**AIM OF THE TASK**
The expected answer is every line of the material that contains the word "info".

**MATERIAL SUPPLIED**
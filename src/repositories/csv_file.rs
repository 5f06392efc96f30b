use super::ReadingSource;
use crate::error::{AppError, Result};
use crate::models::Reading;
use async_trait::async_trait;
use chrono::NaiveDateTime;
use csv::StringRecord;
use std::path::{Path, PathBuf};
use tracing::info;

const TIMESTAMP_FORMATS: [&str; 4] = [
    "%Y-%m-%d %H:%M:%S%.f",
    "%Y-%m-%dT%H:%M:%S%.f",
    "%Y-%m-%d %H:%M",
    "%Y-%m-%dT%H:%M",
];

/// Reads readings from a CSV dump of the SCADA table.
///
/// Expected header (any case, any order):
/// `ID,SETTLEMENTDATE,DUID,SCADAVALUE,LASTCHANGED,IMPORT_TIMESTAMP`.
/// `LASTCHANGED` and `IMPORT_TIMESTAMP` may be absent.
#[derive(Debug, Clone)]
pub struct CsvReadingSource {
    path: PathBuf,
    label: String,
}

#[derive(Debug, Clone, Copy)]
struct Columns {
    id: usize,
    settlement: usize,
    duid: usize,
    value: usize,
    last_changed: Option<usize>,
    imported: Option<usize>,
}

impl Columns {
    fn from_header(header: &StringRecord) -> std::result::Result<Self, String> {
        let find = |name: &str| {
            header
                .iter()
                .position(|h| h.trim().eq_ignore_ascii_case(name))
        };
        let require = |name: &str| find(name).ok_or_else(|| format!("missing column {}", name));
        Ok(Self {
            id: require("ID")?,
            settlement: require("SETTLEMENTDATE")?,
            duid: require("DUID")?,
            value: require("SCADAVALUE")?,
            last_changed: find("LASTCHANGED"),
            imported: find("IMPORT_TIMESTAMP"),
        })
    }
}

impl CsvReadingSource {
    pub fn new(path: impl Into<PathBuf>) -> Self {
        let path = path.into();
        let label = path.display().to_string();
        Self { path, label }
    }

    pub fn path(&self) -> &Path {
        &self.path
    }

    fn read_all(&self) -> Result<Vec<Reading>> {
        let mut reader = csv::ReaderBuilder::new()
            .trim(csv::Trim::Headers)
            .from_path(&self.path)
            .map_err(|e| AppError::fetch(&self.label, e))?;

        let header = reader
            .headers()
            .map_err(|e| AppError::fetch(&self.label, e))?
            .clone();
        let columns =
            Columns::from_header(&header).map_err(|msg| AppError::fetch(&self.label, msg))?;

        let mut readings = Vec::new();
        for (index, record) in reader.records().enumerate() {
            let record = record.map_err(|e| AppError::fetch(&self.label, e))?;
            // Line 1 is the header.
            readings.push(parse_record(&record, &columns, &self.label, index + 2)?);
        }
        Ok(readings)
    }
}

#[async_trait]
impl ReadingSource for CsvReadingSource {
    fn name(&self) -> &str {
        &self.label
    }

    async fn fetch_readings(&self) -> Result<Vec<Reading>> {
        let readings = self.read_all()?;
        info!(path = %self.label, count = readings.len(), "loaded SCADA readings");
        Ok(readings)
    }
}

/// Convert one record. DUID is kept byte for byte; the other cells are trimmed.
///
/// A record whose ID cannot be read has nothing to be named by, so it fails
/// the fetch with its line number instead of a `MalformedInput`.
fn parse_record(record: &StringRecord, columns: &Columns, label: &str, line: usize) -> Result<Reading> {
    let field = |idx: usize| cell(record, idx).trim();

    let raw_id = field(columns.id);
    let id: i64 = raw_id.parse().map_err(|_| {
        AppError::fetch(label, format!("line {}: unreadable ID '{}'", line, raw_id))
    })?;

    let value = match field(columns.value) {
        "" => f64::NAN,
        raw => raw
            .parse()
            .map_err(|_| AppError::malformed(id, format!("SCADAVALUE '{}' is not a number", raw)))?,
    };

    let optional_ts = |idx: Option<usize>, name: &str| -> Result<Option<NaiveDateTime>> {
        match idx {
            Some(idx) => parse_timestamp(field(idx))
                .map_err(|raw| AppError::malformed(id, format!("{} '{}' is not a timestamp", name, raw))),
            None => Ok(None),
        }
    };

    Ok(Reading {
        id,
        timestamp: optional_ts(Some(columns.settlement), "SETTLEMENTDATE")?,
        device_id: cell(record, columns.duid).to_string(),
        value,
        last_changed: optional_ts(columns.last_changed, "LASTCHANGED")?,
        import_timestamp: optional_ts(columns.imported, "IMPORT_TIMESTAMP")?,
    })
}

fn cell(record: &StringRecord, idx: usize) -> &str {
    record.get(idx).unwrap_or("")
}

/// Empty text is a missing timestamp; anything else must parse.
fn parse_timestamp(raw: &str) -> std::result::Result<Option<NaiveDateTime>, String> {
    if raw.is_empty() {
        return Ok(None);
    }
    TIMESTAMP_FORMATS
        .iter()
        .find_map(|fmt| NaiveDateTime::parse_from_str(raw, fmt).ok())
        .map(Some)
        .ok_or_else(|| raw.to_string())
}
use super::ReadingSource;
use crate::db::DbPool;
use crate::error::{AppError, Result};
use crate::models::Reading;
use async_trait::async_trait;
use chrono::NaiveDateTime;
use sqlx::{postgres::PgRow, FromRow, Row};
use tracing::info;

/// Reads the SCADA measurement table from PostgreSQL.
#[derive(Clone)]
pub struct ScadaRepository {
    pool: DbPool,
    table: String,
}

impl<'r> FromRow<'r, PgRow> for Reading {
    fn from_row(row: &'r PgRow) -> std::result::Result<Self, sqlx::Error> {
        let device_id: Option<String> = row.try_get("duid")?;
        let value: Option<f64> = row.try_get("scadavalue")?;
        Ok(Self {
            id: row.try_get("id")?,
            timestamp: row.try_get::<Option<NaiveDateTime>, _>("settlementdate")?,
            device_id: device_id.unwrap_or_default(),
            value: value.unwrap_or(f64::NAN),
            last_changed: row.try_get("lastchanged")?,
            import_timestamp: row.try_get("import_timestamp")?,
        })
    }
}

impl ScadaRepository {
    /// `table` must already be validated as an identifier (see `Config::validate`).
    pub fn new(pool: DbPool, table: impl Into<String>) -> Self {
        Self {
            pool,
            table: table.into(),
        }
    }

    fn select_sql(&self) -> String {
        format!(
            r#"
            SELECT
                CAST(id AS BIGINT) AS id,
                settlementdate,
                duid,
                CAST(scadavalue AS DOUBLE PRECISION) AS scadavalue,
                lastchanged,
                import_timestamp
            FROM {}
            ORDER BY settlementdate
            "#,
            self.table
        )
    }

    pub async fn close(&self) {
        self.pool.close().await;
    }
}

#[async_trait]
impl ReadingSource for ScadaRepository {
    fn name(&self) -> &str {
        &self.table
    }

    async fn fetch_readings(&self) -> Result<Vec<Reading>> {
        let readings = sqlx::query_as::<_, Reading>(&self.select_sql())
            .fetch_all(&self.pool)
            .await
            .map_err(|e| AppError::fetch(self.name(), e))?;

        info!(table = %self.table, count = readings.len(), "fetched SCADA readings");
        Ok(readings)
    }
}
---
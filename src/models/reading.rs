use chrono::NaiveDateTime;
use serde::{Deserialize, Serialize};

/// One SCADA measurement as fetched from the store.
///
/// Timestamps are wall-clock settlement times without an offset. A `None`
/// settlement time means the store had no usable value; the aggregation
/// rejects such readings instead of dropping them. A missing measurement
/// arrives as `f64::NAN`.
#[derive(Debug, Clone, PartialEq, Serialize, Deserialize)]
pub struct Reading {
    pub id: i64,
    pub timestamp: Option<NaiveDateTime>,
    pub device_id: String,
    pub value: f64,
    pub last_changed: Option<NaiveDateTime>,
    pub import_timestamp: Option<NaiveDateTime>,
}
==
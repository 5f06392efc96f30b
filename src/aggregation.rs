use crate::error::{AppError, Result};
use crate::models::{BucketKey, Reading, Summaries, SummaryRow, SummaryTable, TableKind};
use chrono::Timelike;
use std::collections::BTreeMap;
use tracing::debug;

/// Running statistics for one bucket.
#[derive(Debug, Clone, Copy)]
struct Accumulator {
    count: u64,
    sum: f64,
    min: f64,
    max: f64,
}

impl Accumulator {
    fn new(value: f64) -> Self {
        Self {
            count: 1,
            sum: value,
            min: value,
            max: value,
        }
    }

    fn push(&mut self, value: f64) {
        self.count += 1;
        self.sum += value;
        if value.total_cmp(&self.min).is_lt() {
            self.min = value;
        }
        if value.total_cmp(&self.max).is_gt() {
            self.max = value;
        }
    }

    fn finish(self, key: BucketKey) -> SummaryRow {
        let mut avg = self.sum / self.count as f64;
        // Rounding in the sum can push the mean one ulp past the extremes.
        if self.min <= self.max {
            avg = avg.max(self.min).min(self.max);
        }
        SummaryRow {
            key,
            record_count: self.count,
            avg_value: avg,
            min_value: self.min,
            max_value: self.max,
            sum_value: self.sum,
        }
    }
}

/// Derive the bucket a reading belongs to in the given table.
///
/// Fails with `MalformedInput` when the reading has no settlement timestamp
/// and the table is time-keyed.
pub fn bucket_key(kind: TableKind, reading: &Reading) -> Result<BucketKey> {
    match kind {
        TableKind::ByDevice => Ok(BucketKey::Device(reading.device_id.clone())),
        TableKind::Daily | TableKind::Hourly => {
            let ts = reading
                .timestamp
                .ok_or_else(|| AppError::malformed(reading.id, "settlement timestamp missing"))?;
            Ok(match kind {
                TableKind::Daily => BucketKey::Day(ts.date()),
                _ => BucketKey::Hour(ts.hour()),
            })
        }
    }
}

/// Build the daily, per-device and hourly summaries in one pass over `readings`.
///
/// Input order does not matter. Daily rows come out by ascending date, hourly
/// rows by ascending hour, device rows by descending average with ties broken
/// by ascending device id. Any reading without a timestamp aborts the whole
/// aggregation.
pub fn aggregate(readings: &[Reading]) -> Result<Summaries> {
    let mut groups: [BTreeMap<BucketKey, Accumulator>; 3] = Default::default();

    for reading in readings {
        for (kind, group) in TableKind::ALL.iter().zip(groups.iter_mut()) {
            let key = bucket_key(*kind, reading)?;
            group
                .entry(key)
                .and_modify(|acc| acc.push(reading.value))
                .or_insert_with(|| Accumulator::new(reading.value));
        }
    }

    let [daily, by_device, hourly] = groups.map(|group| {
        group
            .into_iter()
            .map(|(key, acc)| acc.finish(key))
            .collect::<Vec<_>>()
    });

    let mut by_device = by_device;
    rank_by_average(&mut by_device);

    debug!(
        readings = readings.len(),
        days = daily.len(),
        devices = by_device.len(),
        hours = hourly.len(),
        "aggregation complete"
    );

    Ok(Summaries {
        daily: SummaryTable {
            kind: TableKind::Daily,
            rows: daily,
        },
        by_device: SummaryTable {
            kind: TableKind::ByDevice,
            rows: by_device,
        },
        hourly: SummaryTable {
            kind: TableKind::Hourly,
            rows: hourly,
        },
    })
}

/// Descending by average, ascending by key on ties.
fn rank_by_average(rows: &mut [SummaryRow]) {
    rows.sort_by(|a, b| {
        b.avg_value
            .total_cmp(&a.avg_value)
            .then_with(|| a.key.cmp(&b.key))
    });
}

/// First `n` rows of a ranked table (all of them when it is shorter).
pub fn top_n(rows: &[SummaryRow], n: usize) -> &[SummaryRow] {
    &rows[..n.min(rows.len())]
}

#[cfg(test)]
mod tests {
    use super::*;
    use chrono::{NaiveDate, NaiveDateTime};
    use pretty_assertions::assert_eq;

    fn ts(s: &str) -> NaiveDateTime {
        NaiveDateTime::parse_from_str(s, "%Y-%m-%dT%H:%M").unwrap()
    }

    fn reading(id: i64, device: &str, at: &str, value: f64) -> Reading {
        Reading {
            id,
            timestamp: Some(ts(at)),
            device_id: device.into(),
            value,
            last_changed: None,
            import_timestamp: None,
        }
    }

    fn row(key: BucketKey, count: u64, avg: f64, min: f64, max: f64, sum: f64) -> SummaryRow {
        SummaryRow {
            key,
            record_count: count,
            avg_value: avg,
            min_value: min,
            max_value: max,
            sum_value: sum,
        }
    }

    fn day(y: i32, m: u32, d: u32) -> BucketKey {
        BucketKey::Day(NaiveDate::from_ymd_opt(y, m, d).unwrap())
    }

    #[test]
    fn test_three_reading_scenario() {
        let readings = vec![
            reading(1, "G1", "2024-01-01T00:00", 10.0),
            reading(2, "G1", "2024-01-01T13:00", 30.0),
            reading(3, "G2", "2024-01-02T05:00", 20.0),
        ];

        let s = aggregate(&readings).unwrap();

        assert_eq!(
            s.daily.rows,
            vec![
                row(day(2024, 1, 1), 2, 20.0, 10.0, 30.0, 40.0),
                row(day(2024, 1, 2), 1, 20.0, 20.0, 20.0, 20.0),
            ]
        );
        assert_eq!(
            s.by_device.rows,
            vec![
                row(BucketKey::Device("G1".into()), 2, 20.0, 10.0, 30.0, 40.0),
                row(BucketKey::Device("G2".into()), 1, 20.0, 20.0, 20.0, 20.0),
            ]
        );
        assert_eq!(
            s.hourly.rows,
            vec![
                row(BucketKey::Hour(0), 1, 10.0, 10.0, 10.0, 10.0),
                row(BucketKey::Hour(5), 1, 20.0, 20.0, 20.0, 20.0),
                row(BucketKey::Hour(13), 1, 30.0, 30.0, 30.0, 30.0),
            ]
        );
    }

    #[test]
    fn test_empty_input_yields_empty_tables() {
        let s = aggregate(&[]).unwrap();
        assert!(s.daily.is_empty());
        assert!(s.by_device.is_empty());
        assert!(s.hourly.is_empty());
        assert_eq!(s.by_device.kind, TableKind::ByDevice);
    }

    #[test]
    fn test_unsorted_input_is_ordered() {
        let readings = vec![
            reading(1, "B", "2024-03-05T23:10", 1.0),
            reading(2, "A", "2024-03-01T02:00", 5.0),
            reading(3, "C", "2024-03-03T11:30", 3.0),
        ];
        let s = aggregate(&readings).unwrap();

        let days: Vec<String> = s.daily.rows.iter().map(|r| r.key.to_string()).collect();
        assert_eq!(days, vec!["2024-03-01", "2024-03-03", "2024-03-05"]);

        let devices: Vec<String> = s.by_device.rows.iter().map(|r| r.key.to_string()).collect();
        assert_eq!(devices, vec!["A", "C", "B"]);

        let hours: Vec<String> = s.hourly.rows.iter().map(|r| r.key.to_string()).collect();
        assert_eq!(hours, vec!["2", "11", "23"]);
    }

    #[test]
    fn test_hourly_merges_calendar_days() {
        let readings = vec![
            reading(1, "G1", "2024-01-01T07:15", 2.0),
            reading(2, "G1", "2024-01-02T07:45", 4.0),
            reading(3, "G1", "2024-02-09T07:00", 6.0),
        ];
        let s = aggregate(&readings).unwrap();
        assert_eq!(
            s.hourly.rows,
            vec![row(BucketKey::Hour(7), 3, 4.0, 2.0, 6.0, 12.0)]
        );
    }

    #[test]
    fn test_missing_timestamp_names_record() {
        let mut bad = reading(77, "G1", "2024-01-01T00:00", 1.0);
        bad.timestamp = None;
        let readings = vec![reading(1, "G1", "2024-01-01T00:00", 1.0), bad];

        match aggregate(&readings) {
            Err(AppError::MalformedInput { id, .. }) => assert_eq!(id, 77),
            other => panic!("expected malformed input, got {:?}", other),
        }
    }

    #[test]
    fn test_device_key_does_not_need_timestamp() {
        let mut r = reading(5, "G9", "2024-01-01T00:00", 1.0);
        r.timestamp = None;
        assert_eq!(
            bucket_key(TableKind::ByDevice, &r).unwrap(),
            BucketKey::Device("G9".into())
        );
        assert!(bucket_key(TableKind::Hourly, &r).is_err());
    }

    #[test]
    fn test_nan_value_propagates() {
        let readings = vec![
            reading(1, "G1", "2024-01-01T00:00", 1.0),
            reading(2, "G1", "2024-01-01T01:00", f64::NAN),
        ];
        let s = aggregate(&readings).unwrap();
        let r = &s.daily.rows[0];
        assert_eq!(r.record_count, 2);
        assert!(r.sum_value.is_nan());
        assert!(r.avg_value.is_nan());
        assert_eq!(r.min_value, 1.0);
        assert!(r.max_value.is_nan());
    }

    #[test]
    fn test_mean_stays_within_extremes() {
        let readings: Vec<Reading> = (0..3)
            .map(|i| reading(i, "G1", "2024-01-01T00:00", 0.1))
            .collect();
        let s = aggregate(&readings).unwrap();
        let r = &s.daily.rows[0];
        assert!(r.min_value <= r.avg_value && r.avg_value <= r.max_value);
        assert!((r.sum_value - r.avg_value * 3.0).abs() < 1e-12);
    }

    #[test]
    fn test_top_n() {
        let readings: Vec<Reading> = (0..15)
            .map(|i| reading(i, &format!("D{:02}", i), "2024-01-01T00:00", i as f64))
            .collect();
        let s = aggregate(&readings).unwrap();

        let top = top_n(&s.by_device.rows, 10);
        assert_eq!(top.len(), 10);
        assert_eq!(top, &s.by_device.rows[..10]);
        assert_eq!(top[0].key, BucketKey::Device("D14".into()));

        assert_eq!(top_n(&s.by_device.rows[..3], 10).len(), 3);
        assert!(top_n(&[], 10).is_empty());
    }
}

**RESPONSE AREA**
use tracing::info;
        info!(path = %self.label, count = readings.len(), "loaded SCADA readings");
use tracing::info;
        info!(table = %self.table, count = readings.len(), "fetched SCADA readings");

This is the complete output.